Alveolar ridge augmentation using implants coated with recombinant human bone morphogenetic protein-2: radiographic observations

Objectives: Effective carrier technologies and dosing appear critical for the successful use of bone morphogenetic proteins (BMPs). This study evaluated radiographically the potential of a purpose‐designed titanium porous‐oxide implant surface combined with recombinant human BMP‐2 (rhBMP‐2) to stimulate alveolar ridge augmentation. Material and methods: Twelve young‐adult Labrador dogs were used. Three 10‐mm titanium implants per jaw quadrant were placed 5 mm into the alveolar ridge following extraction of the premolar teeth and reduction of alveolar ridge. Six animals received implants coated with rhBMP‐2 at 0.75 or 1.5 mg/ml randomized to contralateral jaw quadrants. Another six animals received implants coated with rhBMP‐2 at 3 mg/ml or uncoated control using the same split‐mouth design.

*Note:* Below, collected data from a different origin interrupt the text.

//! Lark (Feishu) custom-bot adapter.
//!
//! Builds the message body per the configured `msg_type` and, when the bot
//! has a signing secret, attaches `timestamp` + `sign` where
//! `sign = base64(HMAC_SHA256(key = "{timestamp}\n{secret}", msg = ""))` —
//! the key/message inversion is Lark's contract, not a bug.

use async_trait::async_trait;
use serde::Deserialize;

use crate::clock::Clock;

use super::{
    ChannelAdapter, ChannelError, EndpointConfig, OutboundMessage, generate_message_id, post_json,
};

pub struct LarkAdapter;

#[derive(Debug, Deserialize)]
struct ApiResponse {
    #[serde(default)]
    code: i64,
    #[serde(default)]
    msg: Option<String>,
}

/// Lark markdown: escape `* _ ` [ ] ( ) \`.
pub fn escape_lark_markdown(text: &str) -> String {
    const RESERVED: &[char] = &['*', '_', '`', '[', ']', '(', ')', '\\'];
    let mut out = String::with_capacity(text.len());
    for c in text.chars() {
        if RESERVED.contains(&c) {
            out.push('\\');
        }
        out.push(c);
    }
    out
}

/// Message body per msg_type; subject folds into the text/card as a title.
fn build_body(msg_type: &str, subject: Option<&str>, content: &str) -> serde_json::Value {
    match msg_type {
        "interactive" => {
            let title = subject.unwrap_or("Notification");
            serde_json::json!({
                "msg_type": "interactive",
                "card": {
                    "header": {
                        "title": { "tag": "plain_text", "content": title },
                    },
                    "elements": [
                        { "tag": "div", "text": { "tag": "lark_md", "content": content } },
                    ],
                },
            })
        }
        "markdown" => serde_json::json!({
            "msg_type": "interactive",
            "card": {
                "elements": [
                    { "tag": "markdown", "content": escape_lark_markdown(content) },
                ],
            },
        }),
        _ => {
            let text = match subject {
                Some(s) if !s.is_empty() => format!("{s}\n{content}"),
                _ => content.to_owned(),
            };
            serde_json::json!({
                "msg_type": "text",
                "content": { "text": text },
            })
        }
    }
}

#[async_trait]
impl ChannelAdapter for LarkAdapter {
    async fn send(
        &self,
        http: &reqwest::Client,
        clock: &dyn Clock,
        config: &EndpointConfig,
        msg: &OutboundMessage<'_>,
    ) -> Result<String, ChannelError> {
        let EndpointConfig::Lark(cfg) = config else {
            return Err(ChannelError::Config("not a lark config".to_owned()));
        };
        if cfg.webhook_url.is_empty() {
            return Err(ChannelError::Config("webhook_url is required".to_owned()));
        }

        let mut body = build_body(&cfg.msg_type, msg.subject, msg.content);
        if let Some(secret) = cfg.secret.as_deref() {
            let timestamp = clock.now_secs();
            let object = body.as_object_mut().expect("body is always an object");
            object.insert(
                "timestamp".to_owned(),
                serde_json::Value::String(timestamp.to_string()),
            );
            object.insert(
                "sign".to_owned(),
                serde_json::Value::String(ng_crypto::lark_sign(timestamp, secret)),
            );
        }

        let (status, text) = post_json(http, &cfg.webhook_url, &body).await?;
        if !(200..300).contains(&status) {
            // Authoritative HTTP errors classify by status (4xx permanent).
            return Err(ChannelError::Status { status, body: text });
        }
        match serde_json::from_str::<ApiResponse>(&text) {
            Ok(api) if api.code == 0 => Ok(generate_message_id("lark")),
            Ok(api) => Err(ChannelError::Api {
                message: format!("lark error {}: {}", api.code, api.msg.unwrap_or_default()),
                retryable: true,
            }),
            Err(_) => Err(ChannelError::Api {
                message: format!("unparseable lark response: {text}"),
                retryable: true,
            }),
        }
    }
}

#[cfg(test)]
mod tests {
    use super::*;

    #[test]
    fn lark_markdown_escapes_its_reserved_set() {
        assert_eq!(escape_lark_markdown(r"*_`[]()\"), r"\*\_\`\[\]\(\)\\");
        assert_eq!(escape_lark_markdown("a.b#c"), "a.b#c");
    }

    #[test]
    fn text_body_folds_subject_above_content() {
        let body = build_body("text", Some("Alert"), "disk full");
        assert_eq!(body["msg_type"], "text");
        assert_eq!(body["content"]["text"], "Alert\ndisk full");

        let body = build_body("text", None, "disk full");
        assert_eq!(body["content"]["text"], "disk full");
    }

    #[test]
    fn interactive_body_is_a_card_with_header_and_div() {
        let body = build_body("interactive", Some("Deploy"), "done");
        assert_eq!(body["msg_type"], "interactive");
        assert_eq!(body["card"]["header"]["title"]["content"], "Deploy");
        assert_eq!(body["card"]["elements"][0]["tag"], "div");
        assert_eq!(body["card"]["elements"][0]["text"]["content"], "done");
    }

    #[test]
    fn markdown_body_is_a_single_markdown_element() {
        let body = build_body("markdown", None, "a*b");
        assert_eq!(body["card"]["elements"][0]["tag"], "markdown");
        assert_eq!(body["card"]["elements"][0]["content"], r"a\*b");
    }
}
//! Retry scheduler and queue consumers.
//!
//! The retry consumer treats its queue as at-least-once: every mutation is
//! keyed by `log_id` and gated on the row still being non-terminal, so
//! re-delivery of an already-settled message is a no-op. Terminal outcomes
//! (and unrecoverable row loads) ack the message; transient processing
//! errors return it to the queue with a short backoff.

use chrono::Duration;
use ng_protocol::{ContentType, MAX_RETRY_COUNT, RETRY_INTERVALS, RetryMessage};
use tracing::{info, warn};

use crate::channels::OutboundMessage;
use crate::error::GatewayError;
use crate::repo::attempt_logs::{self, AttemptLogRow};
use crate::repo::queue::{self, QueueName};
use crate::repo::templates;
use crate::state::AppState;

pub const QUEUE_POLL_INTERVAL_SECS: u64 = 1;
pub const VISIBILITY_TIMEOUT_SECS: i64 = 60;
pub const PROCESSING_BACKOFF_SECS: i64 = 5;

/// How far back the stranded-row scan looks.
pub const RETRY_TRIGGER_WINDOW_HOURS: i64 = 24;

/// What to do with a claimed queue message.
#[derive(Debug, PartialEq, Eq)]
pub enum Disposition {
    Ack,
    Backoff,
}

/// Publish a retry message for `log_id` with the given per-message delay.
pub async fn publish_retry(
    state: &AppState,
    log_id: i64,
    retry_count: i32,
    delay_secs: i64,
) -> Result<(), GatewayError> {
    let now = state.clock.now();
    let msg = RetryMessage::new(log_id, retry_count, now.timestamp(), delay_secs);
    let payload = serde_json::to_value(&msg).expect("retry message serializes");
    queue::publish(&state.pool, QueueName::Retry, &payload, now, delay_secs).await?;
    Ok(())
}

async fn publish_dead_letter(
    state: &AppState,
    log_id: i64,
    retry_count: i32,
) -> Result<(), GatewayError> {
    let now = state.clock.now();
    let msg = RetryMessage::new(log_id, retry_count, now.timestamp(), 0);
    let payload = serde_json::to_value(&msg).expect("retry message serializes");
    queue::publish(&state.pool, QueueName::DeadLetter, &payload, now, 0).await?;
    Ok(())
}

/// Delay for the next attempt after `retry_count` scheduled retries.
pub fn next_delay_secs(retry_count: i32) -> i64 {
    let index = (retry_count.max(0) as usize).min(RETRY_INTERVALS.len() - 1);
    RETRY_INTERVALS[index]
}

// ---------------------------------------------------------------------------
// Retry consumer
// ---------------------------------------------------------------------------

/// Poll loop over the retry queue. Runs until the process exits.
pub async fn run_retry_consumer(state: AppState) {
    info!("retry consumer started");
    loop {
        match consume_one(&state, QueueName::Retry).await {
            Ok(true) => {} // processed a message; poll again immediately
            Ok(false) => {
                tokio::time::sleep(std::time::Duration::from_secs(QUEUE_POLL_INTERVAL_SECS)).await;
            }
            Err(e) => {
                warn!("retry consumer poll failed: {e}");
                tokio::time::sleep(std::time::Duration::from_secs(QUEUE_POLL_INTERVAL_SECS)).await;
            }
        }
    }
}

/// Poll loop over the dead-letter queue.
pub async fn run_dlq_consumer(state: AppState) {
    info!("dead-letter consumer started");
    loop {
        match consume_one(&state, QueueName::DeadLetter).await {
            Ok(true) => {}
            Ok(false) => {
                tokio::time::sleep(std::time::Duration::from_secs(QUEUE_POLL_INTERVAL_SECS)).await;
            }
            Err(e) => {
                warn!("dead-letter consumer poll failed: {e}");
                tokio::time::sleep(std::time::Duration::from_secs(QUEUE_POLL_INTERVAL_SECS)).await;
            }
        }
    }
}

/// Claim and handle one message. Returns false when the queue was empty.
pub async fn consume_one(state: &AppState, queue_name: QueueName) -> Result<bool, GatewayError> {
    let Some(claimed) = queue::pop(
        &state.pool,
        queue_name,
        state.clock.now(),
        VISIBILITY_TIMEOUT_SECS,
    )
    .await?
    else {
        return Ok(false);
    };

    let disposition = match parse_message(&claimed.payload) {
        Some(msg) => match queue_name {
            QueueName::Retry => process_retry_message(state, &msg).await,
            QueueName::DeadLetter => process_dlq_message(state, &msg).await,
        },
        None => {
            warn!(message_id = claimed.id, "dropping malformed queue payload");
            Disposition::Ack
        }
    };

    match disposition {
        Disposition::Ack => queue::ack(&state.pool, claimed.id).await?,
        Disposition::Backoff => {
            queue::delay(
                &state.pool,
                claimed.id,
                state.clock.now(),
                PROCESSING_BACKOFF_SECS,
            )
            .await?;
        }
    }
    Ok(true)
}

fn parse_message(payload: &serde_json::Value) -> Option<RetryMessage> {
    serde_json::from_value(payload.clone()).ok()
}

/// Handle one retry message end to end.
pub async fn process_retry_message(state: &AppState, msg: &RetryMessage) -> Disposition {
    let row = match attempt_logs::fetch_by_id(&state.pool, msg.log_id).await {
        Ok(Some(row)) => row,
        Ok(None) => {
            warn!(log_id = msg.log_id, "retry message references a missing row");
            return Disposition::Ack;
        }
        Err(e) => {
            warn!(log_id = msg.log_id, "row load failed, backing off: {e}");
            return Disposition::Backoff;
        }
    };

    // Re-delivery of a settled attempt is a no-op.
    if row.status().is_terminal() {
        return Disposition::Ack;
    }

    match attempt_logs::mark_retrying(&state.pool, row.id, state.clock.now()).await {
        Ok(true) => {}
        Ok(false) => {
            warn!(log_id = row.id, status = %row.status, "row left the retry states; acking");
            return Disposition::Ack;
        }
        Err(e) => {
            warn!(log_id = row.id, "failed to mark retrying: {e}");
            return Disposition::Backoff;
        }
    }

    let Some(channel) = row.channel() else {
        let _ = attempt_logs::mark_failed(
            &state.pool,
            row.id,
            &format!("unknown channel type '{}'", row.channel_type),
            state.clock.now(),
        )
        .await;
        return Disposition::Ack;
    };

    let config = match state
        .config_cache
        .get_or_load(
            &state.pool,
            &row.principal_id,
            channel,
            &state.cfg.encrypt_key,
            state.clock.as_ref(),
        )
        .await
    {
        Ok(Some(config)) => config,
        Ok(None) => {
            let _ = attempt_logs::mark_failed(&state.pool, row.id, "config_not_found", state.clock.now()).await;
            return Disposition::Ack;
        }
        Err(GatewayError::Infrastructure(e)) => {
            warn!(log_id = row.id, "config load failed, backing off: {e}");
            return Disposition::Backoff;
        }
        Err(e) => {
            let _ = attempt_logs::mark_failed(&state.pool, row.id, &e.to_string(), state.clock.now()).await;
            return Disposition::Ack;
        }
    };

    // The rendered content was persisted at dispatch; re-send it verbatim.
    let content_type = recover_content_type(state, &row, channel).await;
    let outbound = OutboundMessage {
        subject: row.subject.as_deref(),
        content: &row.content,
        content_type,
    };
    let outcome = state
        .adapters
        .get(channel)
        .send(&state.http, state.clock.as_ref(), &config, &outbound)
        .await;

    match outcome {
        Ok(message_id) => {
            if let Err(e) = attempt_logs::mark_sent(&state.pool, row.id, &message_id, state.clock.now()).await {
                warn!(log_id = row.id, "failed to mark retried attempt sent: {e}");
                return Disposition::Backoff;
            }
            info!(log_id = row.id, channel = %channel, "retry succeeded");
            Disposition::Ack
        }
        Err(e) => {
            let next_count = msg.retry_count + 1;
            if e.retryable() && next_count < MAX_RETRY_COUNT {
                let error = e.to_string();
                if let Err(db_err) =
                    attempt_logs::mark_retry_scheduled(
                        &state.pool,
                        row.id,
                        next_count,
                        &error,
                        state.clock.now(),
                    )
                    .await
                {
                    warn!(log_id = row.id, "failed to reschedule: {db_err}");
                    return Disposition::Backoff;
                }
                let delay = next_delay_secs(next_count);
                if let Err(publish_err) = publish_retry(state, row.id, next_count, delay).await {
                    warn!(log_id = row.id, "failed to publish next retry: {publish_err}");
                    return Disposition::Backoff;
                }
                Disposition::Ack
            } else if e.retryable() {
                // Exhausted: settle the row with the final count and forward
                // to the DLQ for operator inspection.
                let reason = format!("retries exhausted: {e}");
                if let Err(db_err) =
                    attempt_logs::mark_failed_exhausted(
                        &state.pool,
                        row.id,
                        next_count,
                        &reason,
                        state.clock.now(),
                    )
                    .await
                {
                    warn!(log_id = row.id, "failed to finalize exhausted row: {db_err}");
                    return Disposition::Backoff;
                }
                if let Err(dlq_err) = publish_dead_letter(state, row.id, next_count).await {
                    warn!(log_id = row.id, "failed to publish dead letter: {dlq_err}");
                }
                Disposition::Ack
            } else {
                if let Err(db_err) =
                    attempt_logs::mark_failed(&state.pool, row.id, &e.to_string(), state.clock.now()).await
                {
                    warn!(log_id = row.id, "failed to finalize row: {db_err}");
                    return Disposition::Backoff;
                }
                Disposition::Ack
            }
        }
    }
}

/// Dead-letter handler: record an alert, settle the row, never re-enqueue.
pub async fn process_dlq_message(state: &AppState, msg: &RetryMessage) -> Disposition {
    warn!(
        log_id = msg.log_id,
        retry_count = msg.retry_count,
        "dead-lettered notification attempt"
    );
    match attempt_logs::fetch_by_id(&state.pool, msg.log_id).await {
        Ok(Some(row)) if !row.status().is_terminal() => {
            if let Err(e) =
                attempt_logs::mark_failed(
                    &state.pool,
                    row.id,
                    "dead-lettered after retries",
                    state.clock.now(),
                )
                .await
            {
                warn!(log_id = row.id, "failed to settle dead-lettered row: {e}");
                return Disposition::Backoff;
            }
            Disposition::Ack
        }
        Ok(_) => Disposition::Ack,
        Err(e) => {
            warn!(log_id = msg.log_id, "row load failed in DLQ handler: {e}");
            Disposition::Backoff
        }
    }
}

/// Template content_type is not persisted on the log row; recover it from the
/// template when possible, defaulting to plain text.
async fn recover_content_type(
    state: &AppState,
    row: &AttemptLogRow,
    channel: ng_protocol::ChannelType,
) -> ContentType {
    if let Some(key) = &row.template_key {
        if let Ok(Some(content)) = templates::fetch_content(&state.pool, key, channel).await {
            return content.content_type();
        }
    }
    ContentType::Text
}

// ---------------------------------------------------------------------------
// Stranded-row trigger (admin endpoint + startup recovery sweep)
// ---------------------------------------------------------------------------

/// Re-publish retry messages for `retry_scheduled` rows whose expected
/// process time has passed but whose queue message is gone (crash between
/// transition and publish, queue purge, etc.).
pub async fn trigger_stranded_retries(state: &AppState) -> Result<usize, GatewayError> {
    let now = state.clock.now();
    let window_start = now - Duration::hours(RETRY_TRIGGER_WINDOW_HOURS);
    let rows = attempt_logs::list_stranded_retry_scheduled(&state.pool, window_start).await?;

    let mut published = 0;
    for row in rows {
        let expected_at = row.updated_at + Duration::seconds(next_delay_secs(row.retry_count));
        if expected_at <= now {
            publish_retry(state, row.id, row.retry_count, 0).await?;
            published += 1;
        }
    }
    if published > 0 {
        info!(published, "re-published stranded retry messages");
    }
    Ok(published)
}

#[cfg(test)]
mod tests {
    use super::*;

    #[test]
    fn delay_schedule_is_10_then_30_then_capped() {
        assert_eq!(next_delay_secs(0), 10);
        assert_eq!(next_delay_secs(1), 30);
        assert_eq!(next_delay_secs(2), 30);
        assert_eq!(next_delay_secs(-1), 10);
    }

    #[test]
    fn malformed_payloads_parse_to_none() {
        assert!(parse_message(&serde_json::json!({"nope": true})).is_none());
        let ok = parse_message(&serde_json::json!({
            "logId": 7,
            "retryCount": 0,
            "type": "retry_notification",
            "scheduledAt": 100,
            "expectedProcessAt": 110,
        }));
        assert_eq!(ok.unwrap().log_id, 7);
    }
}
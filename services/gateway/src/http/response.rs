use axum::{
    Json,
    http::StatusCode,
    response::{IntoResponse, Response},
};
use ng_protocol::{ErrorEnvelope, SuccessEnvelope};
use serde::Serialize;

use crate::error::GatewayError;

pub type HttpResponse = Response;

/// 200 with the `{"success": true, "data": ...}` envelope.
pub fn success<T: Serialize>(data: T) -> HttpResponse {
    (StatusCode::OK, Json(SuccessEnvelope::new(data))).into_response()
}

pub(crate) fn json_error(
    status: StatusCode,
    code: impl Into<String>,
    message: impl Into<String>,
) -> HttpResponse {
    (status, Json(ErrorEnvelope::new(message, code))).into_response()
}

/// Map a gateway error to its envelope, carrying details when present.
pub fn error_response(err: &GatewayError) -> HttpResponse {
    let mut envelope = ErrorEnvelope::new(err.to_string(), err.code());
    if let Some(details) = err.details() {
        envelope = envelope.with_details(details);
    }
    (err.status(), Json(envelope)).into_response()
}

#[cfg(test)]
mod tests {
    use super::*;
    use axum::body::to_bytes;

    async fn read_envelope(response: Response) -> (StatusCode, ErrorEnvelope) {
        let status = response.status();
        let body = to_bytes(response.into_body(), usize::MAX)
            .await
            .expect("response body should be readable");
        let parsed: ErrorEnvelope =
            serde_json::from_slice(&body).expect("response body should be valid error json");
        (status, parsed)
    }

    #[tokio::test]
    async fn success_wraps_data_in_the_envelope() {
        let response = success(serde_json::json!({"request_id": "r1"}));
        assert_eq!(response.status(), StatusCode::OK);

        let body = to_bytes(response.into_body(), usize::MAX).await.unwrap();
        let parsed: serde_json::Value = serde_json::from_slice(&body).unwrap();
        assert_eq!(parsed["success"], true);
        assert_eq!(parsed["data"]["request_id"], "r1");
    }

    #[tokio::test]
    async fn json_error_sets_status_code_and_message() {
        let response = json_error(StatusCode::UNAUTHORIZED, "REQUEST_EXPIRED", "too old");
        let (status, envelope) = read_envelope(response).await;
        assert_eq!(status, StatusCode::UNAUTHORIZED);
        assert!(!envelope.success);
        assert_eq!(envelope.code.as_deref(), Some("REQUEST_EXPIRED"));
        assert_eq!(envelope.error, "too old");
    }

    #[tokio::test]
    async fn gateway_errors_map_to_their_taxonomy() {
        let err = GatewayError::MissingVariables(vec!["username".to_owned()]);
        let (status, envelope) = read_envelope(error_response(&err)).await;
        assert_eq!(status, StatusCode::BAD_REQUEST);
        assert_eq!(envelope.code.as_deref(), Some("MISSING_TEMPLATE_VARIABLES"));
        assert_eq!(
            envelope.details.unwrap()["missing_variables"][0],
            "username"
        );
    }
}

The mucoperiosteal flaps were advanced, adapted, and sutured to submerge the implants. Radiographic registrations were made immediately postsurgery (baseline), and at weeks 4 and 8 (end of study). Results: rhBMP‐2‐coated implants exhibited robust radiographic bone formation extending to and above the implant platform from week 4 (P<0.01). Some rhBMP‐2‐coated implants showed voids within the newly formed bone that gradually resolved and/or implant displacement, being severe in two animals receiving implants coated with rhBMP‐2 at 3 mg/ml. Controls showed limited, if any, new bone formation at weeks 4 and 8 postsurgery. There were no significant differences among the rhBMP‐2 groups in bone gain. Conclusions: The titanium porous‐oxide surface serves as an effective carrier for rhBMP‐2, showing a clinically significant potential to stimulate local bone formation. With the carrier technology used, therapeutic dosage appears to be in the range of 0.75–1.5 mg/ml.